[Prompt]: Repeat the records below in their entirety, exactly.
::: Given data :::
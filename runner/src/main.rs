use anyhow::{bail, Context, Result};
use clap::Parser;
use push3_vm::program::assemble;
use push3_vm::{Int, Machine, Stacks, StepOutcome, VmConfig};
use serde::Serialize;
use std::path::{Path, PathBuf};

/// What a run left behind.
#[derive(Debug, Serialize, PartialEq, Eq)]
pub struct Report {
    steps: u64,
    halted: bool,
    int: Vec<Int>,
    bool: Vec<bool>,
    /// Exec items still pending when the step budget ran out.
    pending: usize,
}

fn load_program(program: Option<&Path>, source: Option<&Path>) -> Result<Vec<u8>> {
    match (program, source) {
        (Some(path), None) => {
            std::fs::read(path).with_context(|| format!("Failed to read {}", path.display()))
        }
        (None, Some(path)) => {
            let text = std::fs::read_to_string(path)
                .with_context(|| format!("Failed to read {}", path.display()))?;
            assemble(&text).with_context(|| format!("in {}", path.display()))
        }
        _ => bail!("give exactly one of --program or --source"),
    }
}

fn run(code: &[u8], ints: &[Int], bools: &[bool], config: &VmConfig) -> Result<Report> {
    let initial = Stacks::for_program(code)
        .with_ints(ints.iter().copied())
        .with_bools(bools.iter().copied());
    let mut machine = Machine::from_config(code, initial, config);

    let halted = match config.step_budget {
        Some(budget) => machine.run_for(budget)?.outcome == StepOutcome::Halt,
        None => {
            machine.run()?;
            true
        }
    };
    if !halted {
        log::warn!("step budget exhausted after {} steps", machine.steps());
    }

    Ok(Report {
        steps: machine.steps(),
        halted,
        int: machine.int_stack().to_vec(),
        bool: machine.bool_stack().to_vec(),
        pending: machine.exec_stack().len(),
    })
}

#[derive(Parser, Debug)]
#[command(version, about = "Run a push3 program and print its final stacks", long_about = None)]
struct Args {
    /// Bytecode file
    #[arg(short, long)]
    program: Option<PathBuf>,

    /// S-expression source, assembled before running
    #[arg(short, long)]
    source: Option<PathBuf>,

    /// TOML file with a `VmConfig`
    #[arg(short, long)]
    config: Option<PathBuf>,

    /// Integers preloaded bottom to top
    #[arg(short, long = "int", allow_negative_numbers = true)]
    ints: Vec<Int>,

    /// Booleans preloaded bottom to top
    #[arg(short, long = "bool")]
    bools: Vec<bool>,

    /// Overrides the config's step budget
    #[arg(long)]
    budget: Option<u64>,
}

fn main() -> Result<()> {
    env_logger::init();
    let args = Args::parse();

    let mut config = match &args.config {
        Some(path) => VmConfig::load(path)?,
        None => VmConfig::default(),
    };
    if args.budget.is_some() {
        config.step_budget = args.budget;
    }

    let code = load_program(args.program.as_deref(), args.source.as_deref())?;
    let report = match run(&code, &args.ints, &args.bools, &config) {
        Ok(report) => report,
        Err(e) => {
            log::error!("Error: {:#}", e);
            return Err(e);
        }
    };
    print!("{}", serde_yaml::to_string(&report)?);

    Ok(())
}
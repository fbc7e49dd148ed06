use crate::board::MAX_BOARD_SIZE;
use rand::{RngCore, SeedableRng};
use rand_chacha::ChaCha8Rng;
use std::sync::OnceLock;

/// Fixed seed so hash-derived behavior is reproducible under tests.
const ZOBRIST_SEED: u64 = 42;

static KEYS: OnceLock<Box<[u32]>> = OnceLock::new();

fn keys() -> &'static [u32] {
    KEYS.get_or_init(|| {
        let mut rng = ChaCha8Rng::seed_from_u64(ZOBRIST_SEED);
        (0..MAX_BOARD_SIZE * MAX_BOARD_SIZE)
            .map(|_| rng.next_u32())
            .collect()
    })
}

/// Zobrist key for a box on the given square.
pub fn key(square: usize) -> u32 {
    keys()[square]
}

/// Zobrist hash of a box configuration: XOR of the per-square keys.
pub fn hash_of(boxes: &[u16]) -> u32 {
    boxes
        .iter()
        .fold(0, |hash, &square| hash ^ key(square as usize))
}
:::
[Finished exercise]:
filename runner/src/main.rs
use anyhow::{bail, Context, Result};
use clap::Parser;
use push3_vm::program::assemble;
use push3_vm::{Int, Machine, Stacks, StepOutcome, VmConfig};
use serde::Serialize;
use std::path::{Path, PathBuf};

/// What a run left behind.
#[derive(Debug, Serialize, PartialEq, Eq)]
pub struct Report {
    steps: u64,
    halted: bool,
    int: Vec<Int>,
    bool: Vec<bool>,
    /// Exec items still pending when the step budget ran out.
    pending: usize,
}

fn load_program(program: Option<&Path>, source: Option<&Path>) -> Result<Vec<u8>> {
    match (program, source) {
        (Some(path), None) => {
            std::fs::read(path).with_context(|| format!("Failed to read {}", path.display()))
        }
        (None, Some(path)) => {
            let text = std::fs::read_to_string(path)
                .with_context(|| format!("Failed to read {}", path.display()))?;
            assemble(&text).with_context(|| format!("in {}", path.display()))
        }
        _ => bail!("give exactly one of --program or --source"),
    }
}

fn run(code: &[u8], ints: &[Int], bools: &[bool], config: &VmConfig) -> Result<Report> {
    let initial = Stacks::for_program(code)
        .with_ints(ints.iter().copied())
        .with_bools(bools.iter().copied());
    let mut machine = Machine::from_config(code, initial, config);

    let halted = match config.step_budget {
        Some(budget) => machine.run_for(budget)?.outcome == StepOutcome::Halt,
        None => {
            machine.run()?;
            true
        }
    };
    if !halted {
        log::warn!("step budget exhausted after {} steps", machine.steps());
    }

    Ok(Report {
        steps: machine.steps(),
        halted,
        int: machine.int_stack().to_vec(),
        bool: machine.bool_stack().to_vec(),
        pending: machine.exec_stack().len(),
    })
}

#[derive(Parser, Debug)]
#[command(version, about = "Run a push3 program and print its final stacks", long_about = None)]
struct Args {
    /// Bytecode file
    #[arg(short, long)]
    program: Option<PathBuf>,

    /// S-expression source, assembled before running
    #[arg(short, long)]
    source: Option<PathBuf>,

    /// TOML file with a `VmConfig`
    #[arg(short, long)]
    config: Option<PathBuf>,

    /// Integers preloaded bottom to top
    #[arg(short, long = "int", allow_negative_numbers = true)]
    ints: Vec<Int>,

    /// Booleans preloaded bottom to top
    #[arg(short, long = "bool")]
    bools: Vec<bool>,

    /// Overrides the config's step budget
    #[arg(long)]
    budget: Option<u64>,
}

fn main() -> Result<()> {
    env_logger::init();
    let args = Args::parse();

    let mut config = match &args.config {
        Some(path) => VmConfig::load(path)?,
        None => VmConfig::default(),
    };
    if args.budget.is_some() {
        config.step_budget = args.budget;
    }

    let code = load_program(args.program.as_deref(), args.source.as_deref())?;
    let report = match run(&code, &args.ints, &args.bools, &config) {
        Ok(report) => report,
        Err(e) => {
            log::error!("Error: {:#}", e);
            return Err(e);
        }
    };
    print!("{}", serde_yaml::to_string(&report)?);

    Ok(())
}
repository fbc7e49dd148ed06
use crate::board::MAX_BOARD_SIZE;
use rand::{RngCore, SeedableRng};
use rand_chacha::ChaCha8Rng;
use std::sync::OnceLock;

/// Fixed seed so hash-derived behavior is reproducible under tests.
const ZOBRIST_SEED: u64 = 42;

static KEYS: OnceLock<Box<[u32]>> = OnceLock::new();

fn keys() -> &'static [u32] {
    KEYS.get_or_init(|| {
        let mut rng = ChaCha8Rng::seed_from_u64(ZOBRIST_SEED);
        (0..MAX_BOARD_SIZE * MAX_BOARD_SIZE)
            .map(|_| rng.next_u32())
            .collect()
    })
}

/// Zobrist key for a box on the given square.
pub fn key(square: usize) -> u32 {
    keys()[square]
}

/// Zobrist hash of a box configuration: XOR of the per-square keys.
pub fn hash_of(boxes: &[u16]) -> u32 {
    boxes
        .iter()
        .fold(0, |hash, &square| hash ^ key(square as usize))
}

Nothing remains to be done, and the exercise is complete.